Problem to work on>
Would you please copy out each entry exactly?

Listed entries>
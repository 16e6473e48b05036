//! Shared HTTP plumbing for the lookup services.
//!
//! Each service owns one [`RateLimitedClient`] so requests to the same host
//! are spaced out, and optionally one [`DiskCache`] namespace so repeated runs
//! over the same database do not hit the network again.

use std::collections::hash_map::DefaultHasher;
use std::hash::{Hash, Hasher};
use std::path::{Path, PathBuf};
use std::time::{Duration, Instant, SystemTime, UNIX_EPOCH};

use reqwest::StatusCode;
use reqwest::header::{HeaderMap, RETRY_AFTER};
use serde::de::DeserializeOwned;
use serde::{Deserialize, Serialize};
use tokio::sync::Mutex;
use tokio::time::sleep;
use tracing::debug;

use crate::error::{CheckError, Result};

const DEFAULT_RETRY_AFTER_SECS: u64 = 60;

// ─── RateLimitedClient ────────────────────────────────────────────────────────

/// What to do after one request.
enum Step {
    Done(String),
    Retry(Duration),
    Fail(CheckError),
}

pub struct RateLimitedClient {
    client: reqwest::Client,
    min_interval: Duration,
    next_slot: Mutex<Option<Instant>>,
    max_retries: u32,
}

impl RateLimitedClient {
    pub fn new(
        min_interval: Duration,
        max_retries: u32,
        user_agent: &str,
        timeout: Option<Duration>,
    ) -> Result<Self> {
        let mut builder = reqwest::Client::builder().user_agent(user_agent).gzip(true);
        if let Some(timeout) = timeout {
            builder = builder.timeout(timeout);
        }
        Ok(Self {
            client: builder.build()?,
            min_interval,
            next_slot: Mutex::new(None),
            max_retries,
        })
    }

    /// Waits until `min_interval` has passed since the previous request.
    async fn throttle(&self) {
        let mut slot = self.next_slot.lock().await;
        if let Some(at) = *slot {
            let now = Instant::now();
            if at > now {
                sleep(at - now).await;
            }
        }
        *slot = Some(Instant::now() + self.min_interval);
    }

    async fn attempt(&self, url: &str, headers: &HeaderMap, attempt: u32) -> Step {
        let response = match self.client.get(url).headers(headers.clone()).send().await {
            Ok(response) => response,
            Err(e) if attempt < self.max_retries => {
                debug!("request to {} failed ({}), retrying", url, e);
                return Step::Retry(Duration::from_secs(1 << attempt));
            }
            Err(e) => return Step::Fail(e.into()),
        };

        let status = response.status();
        if status == StatusCode::TOO_MANY_REQUESTS {
            let wait = response
                .headers()
                .get(RETRY_AFTER)
                .and_then(|v| v.to_str().ok())
                .and_then(|s| s.trim().parse::<u64>().ok())
                .unwrap_or(DEFAULT_RETRY_AFTER_SECS);
            return if attempt < self.max_retries {
                Step::Retry(Duration::from_secs(wait))
            } else {
                Step::Fail(CheckError::RateLimit(url.to_string(), wait))
            };
        }
        if !status.is_success() {
            let body = response.text().await.unwrap_or_default();
            return Step::Fail(CheckError::ApiError(
                url.to_string(),
                format!("HTTP {}: {}", status.as_u16(), body),
            ));
        }
        match response.text().await {
            Ok(body) => Step::Done(body),
            Err(e) => Step::Fail(e.into()),
        }
    }

    /// GET `url` and return the body, retrying transport errors with
    /// exponential backoff and 429 answers after their `Retry-After`.
    pub async fn fetch(&self, url: &str, headers: HeaderMap) -> Result<String> {
        let mut attempt = 0;
        loop {
            self.throttle().await;
            match self.attempt(url, &headers, attempt).await {
                Step::Done(body) => return Ok(body),
                Step::Fail(e) => return Err(e),
                Step::Retry(wait) => {
                    sleep(wait).await;
                    attempt += 1;
                }
            }
        }
    }

    pub async fn get_json<T: DeserializeOwned>(&self, url: &str) -> Result<T> {
        self.get_json_with_headers(url, HeaderMap::new()).await
    }

    pub async fn get_json_with_headers<T: DeserializeOwned>(
        &self,
        url: &str,
        headers: HeaderMap,
    ) -> Result<T> {
        let body = self.fetch(url, headers).await?;
        serde_json::from_str(&body).map_err(|e| CheckError::Parse(e.to_string()))
    }
}

// ─── DiskCache ────────────────────────────────────────────────────────────────

/// JSON files keyed by a hash of the request, one directory per service.
pub struct DiskCache {
    dir: PathBuf,
    ttl: Duration,
}

#[derive(Serialize, Deserialize)]
struct Cached<T> {
    expires_at: u64,
    value: T,
}

fn unix_now() -> u64 {
    SystemTime::now()
        .duration_since(UNIX_EPOCH)
        .map(|d| d.as_secs())
        .unwrap_or_default()
}

impl DiskCache {
    pub fn new(root: &Path, namespace: &str, ttl: Duration) -> Self {
        let dir = root.join(namespace);
        if let Err(e) = std::fs::create_dir_all(&dir) {
            debug!("cache directory {} unavailable: {}", dir.display(), e);
        }
        Self { dir, ttl }
    }

    fn path_for(&self, key: &str) -> PathBuf {
        let mut hasher = DefaultHasher::new();
        key.hash(&mut hasher);
        self.dir.join(format!("{:016x}.json", hasher.finish()))
    }

    /// Cached value for `key`, dropping it when expired or unreadable.
    pub async fn get<T: DeserializeOwned>(&self, key: &str) -> Option<T> {
        let path = self.path_for(key);
        let bytes = tokio::fs::read(&path).await.ok()?;
        match serde_json::from_slice::<Cached<T>>(&bytes) {
            Ok(cached) if cached.expires_at > unix_now() => Some(cached.value),
            _ => {
                let _ = tokio::fs::remove_file(&path).await;
                None
            }
        }
    }

    pub async fn set<T: Serialize>(&self, key: &str, value: &T) {
        let cached = Cached {
            expires_at: unix_now() + self.ttl.as_secs(),
            value,
        };
        let Ok(bytes) = serde_json::to_vec(&cached) else {
            return;
        };
        if let Err(e) = tokio::fs::write(self.path_for(key), bytes).await {
            debug!("cache write for '{}' failed: {}", key, e);
        }
    }
}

Problem solution>
repository 16e6473e48b05036
//! Shared HTTP plumbing for the lookup services.
//!
//! Each service owns one [`RateLimitedClient`] so requests to the same host
//! are spaced out, and optionally one [`DiskCache`] namespace so repeated runs
//! over the same database do not hit the network again.

use std::collections::hash_map::DefaultHasher;
use std::hash::{Hash, Hasher};
use std::path::{Path, PathBuf};
use std::time::{Duration, Instant, SystemTime, UNIX_EPOCH};

use reqwest::StatusCode;
use reqwest::header::{HeaderMap, RETRY_AFTER};
use serde::de::DeserializeOwned;
use serde::{Deserialize, Serialize};
use tokio::sync::Mutex;
use tokio::time::sleep;
use tracing::debug;

use crate::error::{CheckError, Result};

const DEFAULT_RETRY_AFTER_SECS: u64 = 60;

// ─── RateLimitedClient ────────────────────────────────────────────────────────

/// What to do after one request.
enum Step {
    Done(String),
    Retry(Duration),
    Fail(CheckError),
}

pub struct RateLimitedClient {
    client: reqwest::Client,
    min_interval: Duration,
    next_slot: Mutex<Option<Instant>>,
    max_retries: u32,
}

impl RateLimitedClient {
    pub fn new(
        min_interval: Duration,
        max_retries: u32,
        user_agent: &str,
        timeout: Option<Duration>,
    ) -> Result<Self> {
        let mut builder = reqwest::Client::builder().user_agent(user_agent).gzip(true);
        if let Some(timeout) = timeout {
            builder = builder.timeout(timeout);
        }
        Ok(Self {
            client: builder.build()?,
            min_interval,
            next_slot: Mutex::new(None),
            max_retries,
        })
    }

    /// Waits until `min_interval` has passed since the previous request.
    async fn throttle(&self) {
        let mut slot = self.next_slot.lock().await;
        if let Some(at) = *slot {
            let now = Instant::now();
            if at > now {
                sleep(at - now).await;
            }
        }
        *slot = Some(Instant::now() + self.min_interval);
    }

    async fn attempt(&self, url: &str, headers: &HeaderMap, attempt: u32) -> Step {
        let response = match self.client.get(url).headers(headers.clone()).send().await {
            Ok(response) => response,
            Err(e) if attempt < self.max_retries => {
                debug!("request to {} failed ({}), retrying", url, e);
                return Step::Retry(Duration::from_secs(1 << attempt));
            }
            Err(e) => return Step::Fail(e.into()),
        };

        let status = response.status();
        if status == StatusCode::TOO_MANY_REQUESTS {
            let wait = response
                .headers()
                .get(RETRY_AFTER)
                .and_then(|v| v.to_str().ok())
                .and_then(|s| s.trim().parse::<u64>().ok())
                .unwrap_or(DEFAULT_RETRY_AFTER_SECS);
            return if attempt < self.max_retries {
                Step::Retry(Duration::from_secs(wait))
            } else {
                Step::Fail(CheckError::RateLimit(url.to_string(), wait))
            };
        }
        if !status.is_success() {
            let body = response.text().await.unwrap_or_default();
            return Step::Fail(CheckError::ApiError(
                url.to_string(),
                format!("HTTP {}: {}", status.as_u16(), body),
            ));
        }
        match response.text().await {
            Ok(body) => Step::Done(body),
            Err(e) => Step::Fail(e.into()),
        }
    }

    /// GET `url` and return the body, retrying transport errors with
    /// exponential backoff and 429 answers after their `Retry-After`.
    pub async fn fetch(&self, url: &str, headers: HeaderMap) -> Result<String> {
        let mut attempt = 0;
        loop {
            self.throttle().await;
            match self.attempt(url, &headers, attempt).await {
                Step::Done(body) => return Ok(body),
                Step::Fail(e) => return Err(e),
                Step::Retry(wait) => {
                    sleep(wait).await;
                    attempt += 1;
                }
            }
        }
    }

    pub async fn get_json<T: DeserializeOwned>(&self, url: &str) -> Result<T> {
        self.get_json_with_headers(url, HeaderMap::new()).await
    }

    pub async fn get_json_with_headers<T: DeserializeOwned>(
        &self,
        url: &str,
        headers: HeaderMap,
    ) -> Result<T> {
        let body = self.fetch(url, headers).await?;
        serde_json::from_str(&body).map_err(|e| CheckError::Parse(e.to_string()))
    }
}

// ─── DiskCache ────────────────────────────────────────────────────────────────

/// JSON files keyed by a hash of the request, one directory per service.
pub struct DiskCache {
    dir: PathBuf,
    ttl: Duration,
}

#[derive(Serialize, Deserialize)]
struct Cached<T> {
    expires_at: u64,
    value: T,
}

fn unix_now() -> u64 {
    SystemTime::now()
        .duration_since(UNIX_EPOCH)
        .map(|d| d.as_secs())
        .unwrap_or_default()
}

impl DiskCache {
    pub fn new(root: &Path, namespace: &str, ttl: Duration) -> Self {
        let dir = root.join(namespace);
        if let Err(e) = std::fs::create_dir_all(&dir) {
            debug!("cache directory {} unavailable: {}", dir.display(), e);
        }
        Self { dir, ttl }
    }

    fn path_for(&self, key: &str) -> PathBuf {
        let mut hasher = DefaultHasher::new();
        key.hash(&mut hasher);
        self.dir.join(format!("{:016x}.json", hasher.finish()))
    }

    /// Cached value for `key`, dropping it when expired or unreadable.
    pub async fn get<T: DeserializeOwned>(&self, key: &str) -> Option<T> {
        let path = self.path_for(key);
        let bytes = tokio::fs::read(&path).await.ok()?;
        match serde_json::from_slice::<Cached<T>>(&bytes) {
            Ok(cached) if cached.expires_at > unix_now() => Some(cached.value),
            _ => {
                let _ = tokio::fs::remove_file(&path).await;
                None
            }
        }
    }

    pub async fn set<T: Serialize>(&self, key: &str, value: &T) {
        let cached = Cached {
            expires_at: unix_now() + self.ttl.as_secs(),
            value,
        };
        let Ok(bytes) = serde_json::to_vec(&cached) else {
            return;
        };
        if let Err(e) = tokio::fs::write(self.path_for(key), bytes).await {
            debug!("cache write for '{}' failed: {}", key, e);
        }
    }
}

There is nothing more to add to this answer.